Может быть, это и есть основной образ всей моей жизни, тот “фундаментальный личный символ”, который критик ищет в творчестве поэта? Который у самого человека к концу жизни проясняется как “рисунок”, “чертеж”, “выкройка” его судьбы, и он видит вдруг, что он не Прометей, не Орфей, а – скажем – обыкновенный слесарь, который не может подобрать ключа в собственный дом? Может быть. Но во сне какое-то спокойствие в конце концов нисходит на меня, какая-то уверенность, что через пятьдесят, через сто лет меня кто-то вытащит, за руки и за ноги, вытянет по нужному эскалатору на Сенатскую площадь или к Лиговке – может быть, названия тогда будут другие, но это нисколько не беспокоит меня.

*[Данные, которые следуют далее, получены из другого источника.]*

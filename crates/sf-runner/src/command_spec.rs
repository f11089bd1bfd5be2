use std::collections::HashMap;
use std::ffi::OsString;
use std::path::PathBuf;
use std::process::Command;
use tokio::process::Command as TokioCommand;

// ============================================================================
// CommandSpec - Secure Process Execution Specification
// ============================================================================

/// Specification for a command to execute.
///
/// All process execution goes through this type to ensure argv-style invocation.
/// This prevents shell injection attacks by ensuring arguments are passed as
/// discrete elements rather than shell strings.
///
/// # Security
///
/// `CommandSpec` enforces that:
/// - Arguments are `Vec<OsString>`, NOT shell strings
/// - No shell string evaluation (`sh -c`, `cmd /C`) is used
/// - Arguments cross trust boundaries as discrete elements
///
/// # Example
///
/// ```rust
/// use sf_runner::CommandSpec;
/// use std::ffi::OsString;
///
/// let cmd = CommandSpec::new("semgrep")
///     .arg("--print")
///     .arg("--output-format")
///     .arg("json")
///     .cwd("/path/to/workspace");
///
/// assert_eq!(cmd.program, OsString::from("semgrep"));
/// assert_eq!(cmd.args.len(), 3);
/// ```
#[derive(Debug, Clone)]
pub struct CommandSpec {
    /// The program to execute
    pub program: OsString,
    /// Arguments as discrete elements (NOT shell strings)
    pub args: Vec<OsString>,
    /// Optional working directory
    pub cwd: Option<PathBuf>,
    /// Optional environment overrides
    pub env: Option<HashMap<OsString, OsString>>,
}

impl CommandSpec {
    /// Create a new `CommandSpec` with the given program.
    ///
    /// # Arguments
    ///
    /// * `program` - The program to execute. Can be any type that converts to `OsString`.
    ///
    /// # Example
    ///
    /// ```rust
    /// use sf_runner::CommandSpec;
    ///
    /// let cmd = CommandSpec::new("semgrep");
    /// ```
    #[must_use]
    pub fn new(program: impl Into<OsString>) -> Self {
        Self {
            program: program.into(),
            args: Vec::new(),
            cwd: None,
            env: None,
        }
    }

    /// Add a single argument to the command.
    ///
    /// Arguments are stored as discrete `OsString` elements, ensuring no shell
    /// interpretation occurs.
    ///
    /// # Arguments
    ///
    /// * `arg` - The argument to add. Can be any type that converts to `OsString`.
    ///
    /// # Example
    ///
    /// ```rust
    /// use sf_runner::CommandSpec;
    ///
    /// let cmd = CommandSpec::new("semgrep")
    ///     .arg("--print")
    ///     .arg("--verbose");
    /// ```
    #[must_use]
    pub fn arg(mut self, arg: impl Into<OsString>) -> Self {
        self.args.push(arg.into());
        self
    }

    /// Add multiple arguments to the command.
    ///
    /// Arguments are stored as discrete `OsString` elements, ensuring no shell
    /// interpretation occurs.
    ///
    /// # Arguments
    ///
    /// * `args` - An iterator of arguments to add.
    ///
    /// # Example
    ///
    /// ```rust
    /// use sf_runner::CommandSpec;
    ///
    /// let cmd = CommandSpec::new("semgrep")
    ///     .args(["--print", "--output-format", "json"]);
    /// ```
    #[must_use]
    pub fn args<I, S>(mut self, args: I) -> Self
    where
        I: IntoIterator<Item = S>,
        S: Into<OsString>,
    {
        self.args.extend(args.into_iter().map(Into::into));
        self
    }

    /// Set the working directory for the command.
    ///
    /// # Arguments
    ///
    /// * `cwd` - The working directory path.
    ///
    /// # Example
    ///
    /// ```rust
    /// use sf_runner::CommandSpec;
    ///
    /// let cmd = CommandSpec::new("semgrep")
    ///     .cwd("/path/to/workspace");
    /// ```
    #[must_use]
    pub fn cwd(mut self, cwd: impl Into<PathBuf>) -> Self {
        self.cwd = Some(cwd.into());
        self
    }

    /// Set an environment variable for the command.
    ///
    /// # Arguments
    ///
    /// * `key` - The environment variable name.
    /// * `value` - The environment variable value.
    ///
    /// # Example
    ///
    /// ```rust
    /// use sf_runner::CommandSpec;
    ///
    /// let cmd = CommandSpec::new("semgrep")
    ///     .env("SEMGREP_RULES_DIR", "/opt/rules")
    ///     .env("DEBUG", "1");
    /// ```
    #[must_use]
    pub fn env(mut self, key: impl Into<OsString>, value: impl Into<OsString>) -> Self {
        self.env
            .get_or_insert_with(HashMap::new)
            .insert(key.into(), value.into());
        self
    }

    /// Set multiple environment variables for the command.
    ///
    /// # Arguments
    ///
    /// * `envs` - An iterator of (key, value) pairs.
    ///
    /// # Example
    ///
    /// ```rust
    /// use sf_runner::CommandSpec;
    ///
    /// let cmd = CommandSpec::new("semgrep")
    ///     .envs([("DEBUG", "1"), ("VERBOSE", "true")]);
    /// ```
    #[must_use]
    pub fn envs<I, K, V>(mut self, envs: I) -> Self
    where
        I: IntoIterator<Item = (K, V)>,
        K: Into<OsString>,
        V: Into<OsString>,
    {
        let env_map = self.env.get_or_insert_with(HashMap::new);
        for (key, value) in envs {
            env_map.insert(key.into(), value.into());
        }
        self
    }

    /// Convert this `CommandSpec` into a `std::process::Command`.
    ///
    /// This is the primary way to execute a `CommandSpec`. The resulting `Command`
    /// uses argv-style argument passing, ensuring no shell injection is possible.
    ///
    /// # Example
    ///
    /// ```rust,no_run
    /// use sf_runner::CommandSpec;
    ///
    /// let cmd = CommandSpec::new("echo")
    ///     .arg("hello")
    ///     .arg("world");
    ///
    /// let output = cmd.to_command().output().expect("failed to execute");
    /// ```
    #[must_use]
    pub fn to_command(&self) -> Command {
        let mut cmd = Command::new(&self.program);
        cmd.args(&self.args);

        if let Some(ref cwd) = self.cwd {
            cmd.current_dir(cwd);
        }

        if let Some(ref env) = self.env {
            for (key, value) in env {
                cmd.env(key, value);
            }
        }

        cmd
    }

    /// Convert this `CommandSpec` into a `tokio::process::Command`.
    ///
    /// This is used for async execution with timeout support.
    ///
    /// # Example
    ///
    /// ```rust,no_run
    /// use sf_runner::CommandSpec;
    ///
    /// # async fn example() {
    /// let cmd = CommandSpec::new("echo")
    ///     .arg("hello");
    ///
    /// let output = cmd.to_tokio_command().output().await.expect("failed to execute");
    /// # }
    /// ```
    #[must_use]
    pub fn to_tokio_command(&self) -> TokioCommand {
        let mut cmd = TokioCommand::new(&self.program);
        cmd.args(&self.args);
        cmd.stdout(std::process::Stdio::piped());
        cmd.stderr(std::process::Stdio::piped());
        cmd.stdin(std::process::Stdio::null());

        if let Some(ref cwd) = self.cwd {
            cmd.current_dir(cwd);
        }

        if let Some(ref env) = self.env {
            for (key, value) in env {
                cmd.env(key, value);
            }
        }

        cmd
    }
}

impl Default for CommandSpec {
    fn default() -> Self {
        Self {
            program: OsString::new(),
            args: Vec::new(),
            cwd: None,
            env: None,
        }
    }
}

#[cfg(test)]
mod tests {
    use super::*;
    use std::path::PathBuf;

    #[test]
    fn test_command_spec_new() {
        let cmd = CommandSpec::new("semgrep");
        assert_eq!(cmd.program, OsString::from("semgrep"));
        assert!(cmd.args.is_empty());
        assert!(cmd.cwd.is_none());
        assert!(cmd.env.is_none());
    }

    #[test]
    fn test_command_spec_arg() {
        let cmd = CommandSpec::new("semgrep").arg("--print").arg("--verbose");
        assert_eq!(cmd.args.len(), 2);
        assert_eq!(cmd.args[0], OsString::from("--print"));
        assert_eq!(cmd.args[1], OsString::from("--verbose"));
    }

    #[test]
    fn test_command_spec_args() {
        let cmd = CommandSpec::new("semgrep").args(["--print", "--output-format", "json"]);
        assert_eq!(cmd.args.len(), 3);
        assert_eq!(cmd.args[0], OsString::from("--print"));
        assert_eq!(cmd.args[1], OsString::from("--output-format"));
        assert_eq!(cmd.args[2], OsString::from("json"));
    }

    #[test]
    fn test_command_spec_cwd() {
        let cmd = CommandSpec::new("semgrep").cwd("/path/to/workspace");
        assert_eq!(cmd.cwd, Some(PathBuf::from("/path/to/workspace")));
    }

    #[test]
    fn test_command_spec_env() {
        let cmd = CommandSpec::new("semgrep")
            .env("DEBUG", "1")
            .env("VERBOSE", "true");
        let env = cmd.env.as_ref().unwrap();
        assert_eq!(env.len(), 2);
        assert_eq!(
            env.get(&OsString::from("DEBUG")),
            Some(&OsString::from("1"))
        );
        assert_eq!(
            env.get(&OsString::from("VERBOSE")),
            Some(&OsString::from("true"))
        );
    }

    #[test]
    fn test_command_spec_envs() {
        let cmd = CommandSpec::new("semgrep").envs([("DEBUG", "1"), ("VERBOSE", "true")]);
        let env = cmd.env.as_ref().unwrap();
        assert_eq!(env.len(), 2);
        assert_eq!(
            env.get(&OsString::from("DEBUG")),
            Some(&OsString::from("1"))
        );
        assert_eq!(
            env.get(&OsString::from("VERBOSE")),
            Some(&OsString::from("true"))
        );
    }

    #[test]
    fn test_command_spec_builder_chain() {
        let cmd = CommandSpec::new("semgrep")
            .arg("--print")
            .args(["--output-format", "json"])
            .cwd("/workspace")
            .env("DEBUG", "1")
            .envs([("VERBOSE", "true")]);

        assert_eq!(cmd.program, OsString::from("semgrep"));
        assert_eq!(cmd.args.len(), 3);
        assert_eq!(cmd.cwd, Some(PathBuf::from("/workspace")));
        let env = cmd.env.as_ref().unwrap();
        assert_eq!(env.len(), 2);
    }

    #[test]
    fn test_command_spec_default() {
        let cmd = CommandSpec::default();
        assert_eq!(cmd.program, OsString::new());
        assert!(cmd.args.is_empty());
        assert!(cmd.cwd.is_none());
        assert!(cmd.env.is_none());
    }

    #[test]
    fn test_command_spec_clone() {
        let cmd = CommandSpec::new("semgrep")
            .arg("--print")
            .cwd("/workspace")
            .env("DEBUG", "1");
        let cloned = cmd.clone();

        assert_eq!(cloned.program, cmd.program);
        assert_eq!(cloned.args, cmd.args);
        assert_eq!(cloned.cwd, cmd.cwd);
        assert_eq!(cloned.env, cmd.env);
    }

    #[test]
    fn test_command_spec_to_command() {
        let cmd = CommandSpec::new("echo").arg("hello").arg("world");

        // Verify we can create a std::process::Command
        let std_cmd = cmd.to_command();
        // We can't easily inspect the Command, but we can verify it doesn't panic
        assert!(std::mem::size_of_val(&std_cmd) > 0);
    }

    #[test]
    fn test_command_spec_to_tokio_command() {
        let cmd = CommandSpec::new("echo").arg("hello");

        // Verify we can create a tokio::process::Command
        let tokio_cmd = cmd.to_tokio_command();
        // We can't easily inspect the Command, but we can verify it doesn't panic
        assert!(std::mem::size_of_val(&tokio_cmd) > 0);
    }

    #[test]
    fn test_command_spec_osstring_args() {
        // Test that we can use OsString directly
        let cmd = CommandSpec::new(OsString::from("semgrep")).arg(OsString::from("--print"));
        assert_eq!(cmd.program, OsString::from("semgrep"));
        assert_eq!(cmd.args[0], OsString::from("--print"));
    }

    #[test]
    fn test_command_spec_args_are_vec_osstring() {
        // Verify args are stored as Vec<OsString>, not shell strings
        let cmd = CommandSpec::new("semgrep")
            .arg("arg with spaces")
            .arg("arg;with;semicolons")
            .arg("arg|with|pipes")
            .arg("arg&with&ampersands");

        // Each argument should be stored as a discrete OsString element
        assert_eq!(cmd.args.len(), 4);
        assert_eq!(cmd.args[0], OsString::from("arg with spaces"));
        assert_eq!(cmd.args[1], OsString::from("arg;with;semicolons"));
        assert_eq!(cmd.args[2], OsString::from("arg|with|pipes"));
        assert_eq!(cmd.args[3], OsString::from("arg&with&ampersands"));
    }

    #[test]
    fn test_command_spec_shell_metacharacters_preserved() {
        // Verify that shell metacharacters are preserved as-is (not interpreted)
        // This is critical for security - we don't want shell injection
        let cmd = CommandSpec::new("echo")
            .arg("$(whoami)")
            .arg("`id`")
            .arg("${HOME}")
            .arg("$PATH");

        // These should be stored literally, not expanded
        assert_eq!(cmd.args[0], OsString::from("$(whoami)"));
        assert_eq!(cmd.args[1], OsString::from("`id`"));
        assert_eq!(cmd.args[2], OsString::from("${HOME}"));
        assert_eq!(cmd.args[3], OsString::from("$PATH"));
    }
}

Во вторую стадию, европейскую, я возвращаюсь, и не только в снах. Десять лет прошло со дня моего отъезда в США, когда я вернулась туда в первый раз, и еще пять лет – во второй[101]. В метаболизме западного мира (выражение Орвелла) и десять, и пять лет много значат. Русское кладбище в Сен-Женевьев теперь стало одной из достопримечательностей Парижа: пять автокаров гуськом стояли у его входа, туристы щелкали фотоаппаратами. Их повели на “старое” место, где могилам двадцать, тридцать лет, и на “новое” место, где им пять и десять. Тут лежат чернорабочие завода Рено и нобелевские лауреаты, гренадеры “его величества” и нищие с паперти собора на улице Дарю (говорят, собор этот теперь тоже стал аттракционом для туристов). Тут лежат Бунин и Мережковский, Милюков и Коровин, генералы Добрармии и поэты, портнихи и балерины, здесь лежат неразоблаченные агенты Сталина и бежавшие от Сталина авторы разоблачений о нем; люди, ждавшие, как события, книг Олеши, Багрицкого, Тынянова, и люди, ставившие свечки перед иконой “царя-мученика”. Здесь – свежие цветы на могилах героев Сопротивления военных лет и зарастающие чертополохом могилы предателей, доносивших в гестапо. Здесь лежит история русской эмиграции в ее славе, убожестве и юродстве. Здесь, как и подобает кладбищу, заканчивается все. Через сто лет, по французской традиции, это огромное пространство перепашут и сдадут под огород.